── Task input

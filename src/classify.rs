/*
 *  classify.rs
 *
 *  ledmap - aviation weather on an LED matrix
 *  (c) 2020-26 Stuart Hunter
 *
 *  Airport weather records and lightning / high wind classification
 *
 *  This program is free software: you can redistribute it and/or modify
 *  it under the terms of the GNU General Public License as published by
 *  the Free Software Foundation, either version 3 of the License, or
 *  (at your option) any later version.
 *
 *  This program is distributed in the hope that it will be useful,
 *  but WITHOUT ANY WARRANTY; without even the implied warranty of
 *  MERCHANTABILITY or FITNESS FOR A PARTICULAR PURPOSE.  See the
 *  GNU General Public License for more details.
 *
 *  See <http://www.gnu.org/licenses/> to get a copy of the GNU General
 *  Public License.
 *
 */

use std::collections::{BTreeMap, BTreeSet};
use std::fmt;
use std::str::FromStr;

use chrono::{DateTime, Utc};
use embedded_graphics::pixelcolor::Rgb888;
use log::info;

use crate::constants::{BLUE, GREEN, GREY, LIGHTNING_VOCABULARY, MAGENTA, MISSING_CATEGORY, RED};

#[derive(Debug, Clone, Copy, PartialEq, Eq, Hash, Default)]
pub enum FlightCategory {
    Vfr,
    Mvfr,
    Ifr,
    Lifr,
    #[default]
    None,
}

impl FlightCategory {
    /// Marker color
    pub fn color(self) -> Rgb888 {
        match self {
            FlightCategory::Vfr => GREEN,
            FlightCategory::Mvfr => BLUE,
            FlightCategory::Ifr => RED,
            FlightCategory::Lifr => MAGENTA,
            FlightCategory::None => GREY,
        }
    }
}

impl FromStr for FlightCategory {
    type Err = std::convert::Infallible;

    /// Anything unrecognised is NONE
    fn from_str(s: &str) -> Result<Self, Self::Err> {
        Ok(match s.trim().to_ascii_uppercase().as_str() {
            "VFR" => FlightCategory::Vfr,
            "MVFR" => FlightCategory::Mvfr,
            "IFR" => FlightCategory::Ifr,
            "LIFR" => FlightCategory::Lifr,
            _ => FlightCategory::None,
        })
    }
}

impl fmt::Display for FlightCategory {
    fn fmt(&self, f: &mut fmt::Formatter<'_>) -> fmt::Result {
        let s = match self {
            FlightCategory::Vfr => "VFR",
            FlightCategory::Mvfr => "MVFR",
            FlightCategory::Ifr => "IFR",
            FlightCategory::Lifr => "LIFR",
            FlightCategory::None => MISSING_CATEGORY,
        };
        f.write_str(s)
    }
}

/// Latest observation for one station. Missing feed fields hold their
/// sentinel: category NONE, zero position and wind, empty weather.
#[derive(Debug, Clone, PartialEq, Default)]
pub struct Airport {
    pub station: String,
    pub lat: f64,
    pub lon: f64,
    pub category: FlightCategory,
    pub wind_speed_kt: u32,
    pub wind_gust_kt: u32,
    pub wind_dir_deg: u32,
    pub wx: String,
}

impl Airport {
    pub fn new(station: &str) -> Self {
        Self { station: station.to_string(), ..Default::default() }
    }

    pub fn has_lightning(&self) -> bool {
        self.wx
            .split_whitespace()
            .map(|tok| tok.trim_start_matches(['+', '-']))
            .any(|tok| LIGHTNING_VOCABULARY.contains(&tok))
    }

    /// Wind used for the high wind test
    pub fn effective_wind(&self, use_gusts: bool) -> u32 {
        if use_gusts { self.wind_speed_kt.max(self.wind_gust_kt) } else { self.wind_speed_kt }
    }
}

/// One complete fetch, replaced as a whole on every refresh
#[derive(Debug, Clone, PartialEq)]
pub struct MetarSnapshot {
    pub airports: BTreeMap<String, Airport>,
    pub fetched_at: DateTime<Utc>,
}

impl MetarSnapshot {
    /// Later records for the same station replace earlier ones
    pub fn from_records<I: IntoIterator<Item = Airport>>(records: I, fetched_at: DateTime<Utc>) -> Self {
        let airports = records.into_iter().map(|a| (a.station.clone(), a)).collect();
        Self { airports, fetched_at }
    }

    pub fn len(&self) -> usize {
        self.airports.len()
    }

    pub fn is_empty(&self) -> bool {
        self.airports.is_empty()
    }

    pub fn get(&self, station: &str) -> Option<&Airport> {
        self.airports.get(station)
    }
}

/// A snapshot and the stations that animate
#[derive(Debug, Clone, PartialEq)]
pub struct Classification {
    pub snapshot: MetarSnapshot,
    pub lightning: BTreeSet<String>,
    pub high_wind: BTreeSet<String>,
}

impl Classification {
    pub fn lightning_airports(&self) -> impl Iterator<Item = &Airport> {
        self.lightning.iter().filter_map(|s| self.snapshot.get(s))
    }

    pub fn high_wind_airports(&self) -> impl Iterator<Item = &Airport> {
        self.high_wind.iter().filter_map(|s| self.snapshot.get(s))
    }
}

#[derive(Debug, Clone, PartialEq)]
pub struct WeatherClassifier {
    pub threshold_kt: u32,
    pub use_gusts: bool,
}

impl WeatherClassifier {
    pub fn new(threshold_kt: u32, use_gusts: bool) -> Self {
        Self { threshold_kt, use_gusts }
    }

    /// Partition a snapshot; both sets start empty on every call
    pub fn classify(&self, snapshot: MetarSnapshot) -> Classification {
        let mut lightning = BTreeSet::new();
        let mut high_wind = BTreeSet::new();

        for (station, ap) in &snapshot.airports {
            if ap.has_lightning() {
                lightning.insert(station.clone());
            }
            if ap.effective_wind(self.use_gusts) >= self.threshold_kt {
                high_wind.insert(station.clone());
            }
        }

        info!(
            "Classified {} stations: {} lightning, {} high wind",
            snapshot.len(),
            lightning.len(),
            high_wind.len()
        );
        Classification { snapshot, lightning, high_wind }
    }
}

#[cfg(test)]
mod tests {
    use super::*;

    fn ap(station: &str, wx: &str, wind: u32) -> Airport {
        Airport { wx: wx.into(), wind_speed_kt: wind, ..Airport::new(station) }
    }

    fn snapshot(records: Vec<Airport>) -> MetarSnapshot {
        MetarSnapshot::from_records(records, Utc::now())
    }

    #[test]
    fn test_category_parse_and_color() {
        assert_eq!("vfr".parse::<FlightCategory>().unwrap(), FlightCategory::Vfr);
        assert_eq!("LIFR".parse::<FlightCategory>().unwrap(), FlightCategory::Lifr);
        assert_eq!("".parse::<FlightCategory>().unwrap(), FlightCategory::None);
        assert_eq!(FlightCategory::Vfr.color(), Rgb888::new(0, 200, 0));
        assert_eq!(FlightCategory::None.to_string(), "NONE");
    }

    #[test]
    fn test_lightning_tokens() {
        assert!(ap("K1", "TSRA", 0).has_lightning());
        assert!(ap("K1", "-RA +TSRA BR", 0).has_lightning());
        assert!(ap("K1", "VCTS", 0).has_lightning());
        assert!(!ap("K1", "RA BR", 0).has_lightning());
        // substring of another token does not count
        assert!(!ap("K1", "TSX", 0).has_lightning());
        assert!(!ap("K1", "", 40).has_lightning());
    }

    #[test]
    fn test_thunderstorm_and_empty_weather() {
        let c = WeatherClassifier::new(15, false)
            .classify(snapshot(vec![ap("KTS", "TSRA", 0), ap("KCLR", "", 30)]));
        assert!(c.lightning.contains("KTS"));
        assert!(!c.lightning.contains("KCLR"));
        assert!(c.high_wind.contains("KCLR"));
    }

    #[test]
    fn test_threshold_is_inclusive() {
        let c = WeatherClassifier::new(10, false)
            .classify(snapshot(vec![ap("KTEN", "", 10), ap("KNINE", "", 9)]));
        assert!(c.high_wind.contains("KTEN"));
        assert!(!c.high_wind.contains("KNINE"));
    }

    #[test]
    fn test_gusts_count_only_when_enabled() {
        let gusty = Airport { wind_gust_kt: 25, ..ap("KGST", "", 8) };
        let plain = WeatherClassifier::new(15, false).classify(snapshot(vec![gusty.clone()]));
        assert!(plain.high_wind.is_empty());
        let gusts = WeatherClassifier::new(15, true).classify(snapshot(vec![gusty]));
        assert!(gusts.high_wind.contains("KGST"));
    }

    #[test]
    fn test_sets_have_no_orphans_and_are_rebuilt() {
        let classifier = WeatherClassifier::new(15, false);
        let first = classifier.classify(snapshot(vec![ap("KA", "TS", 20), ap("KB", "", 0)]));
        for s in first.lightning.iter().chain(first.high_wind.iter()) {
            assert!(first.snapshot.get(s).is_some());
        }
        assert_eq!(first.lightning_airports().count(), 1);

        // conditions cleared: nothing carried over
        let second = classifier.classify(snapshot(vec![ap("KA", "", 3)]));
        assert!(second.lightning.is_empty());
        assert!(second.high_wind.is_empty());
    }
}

────
── Task input

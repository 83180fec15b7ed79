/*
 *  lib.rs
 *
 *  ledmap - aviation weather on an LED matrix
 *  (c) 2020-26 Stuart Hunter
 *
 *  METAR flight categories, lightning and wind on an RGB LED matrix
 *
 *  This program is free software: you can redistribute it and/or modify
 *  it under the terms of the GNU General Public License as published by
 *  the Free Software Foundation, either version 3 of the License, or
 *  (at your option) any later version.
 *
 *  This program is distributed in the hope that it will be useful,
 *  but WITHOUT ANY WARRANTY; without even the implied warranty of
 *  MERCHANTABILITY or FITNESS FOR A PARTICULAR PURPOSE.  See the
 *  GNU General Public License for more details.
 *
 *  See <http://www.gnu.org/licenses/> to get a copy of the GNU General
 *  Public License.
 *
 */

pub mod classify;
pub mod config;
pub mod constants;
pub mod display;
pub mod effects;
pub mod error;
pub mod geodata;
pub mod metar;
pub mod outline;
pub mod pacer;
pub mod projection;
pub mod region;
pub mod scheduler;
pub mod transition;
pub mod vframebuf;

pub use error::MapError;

────
── Task input

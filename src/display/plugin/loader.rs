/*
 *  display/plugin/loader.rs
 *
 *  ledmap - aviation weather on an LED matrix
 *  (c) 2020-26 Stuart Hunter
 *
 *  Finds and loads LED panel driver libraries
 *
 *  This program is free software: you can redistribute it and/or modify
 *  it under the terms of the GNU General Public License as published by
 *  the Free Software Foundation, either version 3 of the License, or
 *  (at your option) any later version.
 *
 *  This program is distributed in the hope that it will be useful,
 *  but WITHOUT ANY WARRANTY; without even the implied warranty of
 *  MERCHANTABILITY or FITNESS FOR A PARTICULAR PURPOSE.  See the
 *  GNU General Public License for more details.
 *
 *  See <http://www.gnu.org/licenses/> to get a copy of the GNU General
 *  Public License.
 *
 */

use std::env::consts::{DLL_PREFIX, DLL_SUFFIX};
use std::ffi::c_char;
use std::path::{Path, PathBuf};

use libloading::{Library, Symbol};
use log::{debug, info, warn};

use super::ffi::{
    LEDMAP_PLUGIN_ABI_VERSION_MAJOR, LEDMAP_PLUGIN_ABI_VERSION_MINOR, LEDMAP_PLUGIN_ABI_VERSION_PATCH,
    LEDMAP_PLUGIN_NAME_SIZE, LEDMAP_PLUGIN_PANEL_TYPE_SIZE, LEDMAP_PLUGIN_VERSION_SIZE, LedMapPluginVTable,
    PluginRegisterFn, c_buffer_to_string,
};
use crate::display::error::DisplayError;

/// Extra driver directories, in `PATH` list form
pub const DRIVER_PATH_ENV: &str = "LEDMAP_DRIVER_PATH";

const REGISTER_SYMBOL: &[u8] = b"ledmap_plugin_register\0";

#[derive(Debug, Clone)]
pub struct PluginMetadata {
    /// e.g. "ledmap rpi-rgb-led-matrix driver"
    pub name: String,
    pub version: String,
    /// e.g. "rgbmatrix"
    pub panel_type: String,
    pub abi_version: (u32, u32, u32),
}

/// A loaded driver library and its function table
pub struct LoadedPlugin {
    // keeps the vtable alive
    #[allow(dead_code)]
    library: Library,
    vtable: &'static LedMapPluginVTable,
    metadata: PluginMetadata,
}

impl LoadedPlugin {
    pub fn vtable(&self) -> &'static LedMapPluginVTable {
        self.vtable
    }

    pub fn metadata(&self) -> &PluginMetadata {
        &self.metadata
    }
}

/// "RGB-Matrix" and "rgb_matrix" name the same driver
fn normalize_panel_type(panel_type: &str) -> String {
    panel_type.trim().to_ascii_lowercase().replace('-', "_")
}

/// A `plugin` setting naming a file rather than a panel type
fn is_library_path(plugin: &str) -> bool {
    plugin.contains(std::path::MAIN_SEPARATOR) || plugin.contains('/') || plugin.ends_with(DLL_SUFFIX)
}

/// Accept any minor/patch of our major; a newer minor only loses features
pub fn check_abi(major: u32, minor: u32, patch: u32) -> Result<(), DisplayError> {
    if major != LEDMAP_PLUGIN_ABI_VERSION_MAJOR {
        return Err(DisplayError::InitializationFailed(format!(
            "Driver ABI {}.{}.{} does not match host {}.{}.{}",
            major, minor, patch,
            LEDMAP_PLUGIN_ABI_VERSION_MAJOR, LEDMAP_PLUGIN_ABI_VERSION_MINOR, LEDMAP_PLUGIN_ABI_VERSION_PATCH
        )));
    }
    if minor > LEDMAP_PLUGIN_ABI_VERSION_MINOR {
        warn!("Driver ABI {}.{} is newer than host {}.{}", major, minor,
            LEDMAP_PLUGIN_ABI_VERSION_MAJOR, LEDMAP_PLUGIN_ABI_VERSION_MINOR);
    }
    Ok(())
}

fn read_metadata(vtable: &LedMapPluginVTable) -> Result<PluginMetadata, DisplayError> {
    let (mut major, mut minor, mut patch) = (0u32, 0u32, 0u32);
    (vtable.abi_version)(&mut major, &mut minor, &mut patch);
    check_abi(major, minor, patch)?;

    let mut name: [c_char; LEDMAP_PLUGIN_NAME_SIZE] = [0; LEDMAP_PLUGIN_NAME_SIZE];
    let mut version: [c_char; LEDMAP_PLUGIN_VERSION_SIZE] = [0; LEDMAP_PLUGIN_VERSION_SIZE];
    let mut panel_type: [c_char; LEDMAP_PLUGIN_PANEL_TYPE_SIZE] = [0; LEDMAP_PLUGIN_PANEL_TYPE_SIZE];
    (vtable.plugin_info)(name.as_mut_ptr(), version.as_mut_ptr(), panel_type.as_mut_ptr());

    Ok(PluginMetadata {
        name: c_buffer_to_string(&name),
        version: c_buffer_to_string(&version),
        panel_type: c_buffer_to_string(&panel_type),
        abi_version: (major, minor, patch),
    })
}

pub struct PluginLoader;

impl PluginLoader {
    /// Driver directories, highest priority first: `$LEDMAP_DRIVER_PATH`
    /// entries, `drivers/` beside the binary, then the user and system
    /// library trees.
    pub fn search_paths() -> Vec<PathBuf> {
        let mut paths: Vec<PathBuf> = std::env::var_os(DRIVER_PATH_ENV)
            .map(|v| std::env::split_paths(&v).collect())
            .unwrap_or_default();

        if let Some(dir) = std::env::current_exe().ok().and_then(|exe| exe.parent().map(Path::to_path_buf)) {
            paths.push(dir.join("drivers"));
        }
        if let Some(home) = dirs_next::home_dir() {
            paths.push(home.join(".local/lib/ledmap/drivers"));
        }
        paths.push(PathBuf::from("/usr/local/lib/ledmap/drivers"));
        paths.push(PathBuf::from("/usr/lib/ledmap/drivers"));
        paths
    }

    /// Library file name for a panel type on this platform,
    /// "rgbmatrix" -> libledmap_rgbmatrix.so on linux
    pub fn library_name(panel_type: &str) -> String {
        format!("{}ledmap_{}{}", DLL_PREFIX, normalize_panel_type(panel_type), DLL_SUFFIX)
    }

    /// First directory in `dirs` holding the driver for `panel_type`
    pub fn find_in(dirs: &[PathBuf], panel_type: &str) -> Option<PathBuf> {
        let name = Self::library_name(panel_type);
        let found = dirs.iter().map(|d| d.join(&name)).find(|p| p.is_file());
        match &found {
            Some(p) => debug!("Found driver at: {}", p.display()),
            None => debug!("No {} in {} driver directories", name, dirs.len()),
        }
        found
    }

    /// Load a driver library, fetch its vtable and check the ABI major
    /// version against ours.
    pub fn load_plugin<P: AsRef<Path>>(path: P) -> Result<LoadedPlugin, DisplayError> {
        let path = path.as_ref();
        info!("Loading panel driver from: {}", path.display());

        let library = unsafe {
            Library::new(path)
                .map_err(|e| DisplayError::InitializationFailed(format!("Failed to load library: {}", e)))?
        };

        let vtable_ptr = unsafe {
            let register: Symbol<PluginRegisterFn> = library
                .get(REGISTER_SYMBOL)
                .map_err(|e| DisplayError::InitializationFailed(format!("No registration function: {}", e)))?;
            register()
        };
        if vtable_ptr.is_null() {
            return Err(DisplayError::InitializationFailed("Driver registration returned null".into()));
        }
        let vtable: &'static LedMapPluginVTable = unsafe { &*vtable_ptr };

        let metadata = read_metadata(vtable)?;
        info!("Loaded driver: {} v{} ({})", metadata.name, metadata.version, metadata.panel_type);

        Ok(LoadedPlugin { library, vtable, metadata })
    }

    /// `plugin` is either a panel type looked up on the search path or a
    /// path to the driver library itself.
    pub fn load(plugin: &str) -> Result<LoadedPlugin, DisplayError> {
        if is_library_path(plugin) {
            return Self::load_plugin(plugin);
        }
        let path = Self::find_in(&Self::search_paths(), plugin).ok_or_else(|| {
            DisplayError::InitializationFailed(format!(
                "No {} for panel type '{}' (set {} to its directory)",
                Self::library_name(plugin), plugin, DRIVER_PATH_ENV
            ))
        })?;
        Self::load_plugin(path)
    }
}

────

• [Action item]: Every line above that includes the word "contains" must appear in the answer.

• [Reply]:
            .any(|tok| LIGHTNING_VOCABULARY.contains(&tok))
        assert!(c.lightning.contains("KTS"));
        assert!(!c.lightning.contains("KCLR"));
        assert!(c.high_wind.contains("KCLR"));
        assert!(c.high_wind.contains("KTEN"));
        assert!(!c.high_wind.contains("KNINE"));
        assert!(gusts.high_wind.contains("KGST"));
    plugin.contains(std::path::MAIN_SEPARATOR) || plugin.contains('/') || plugin.ends_with(DLL_SUFFIX)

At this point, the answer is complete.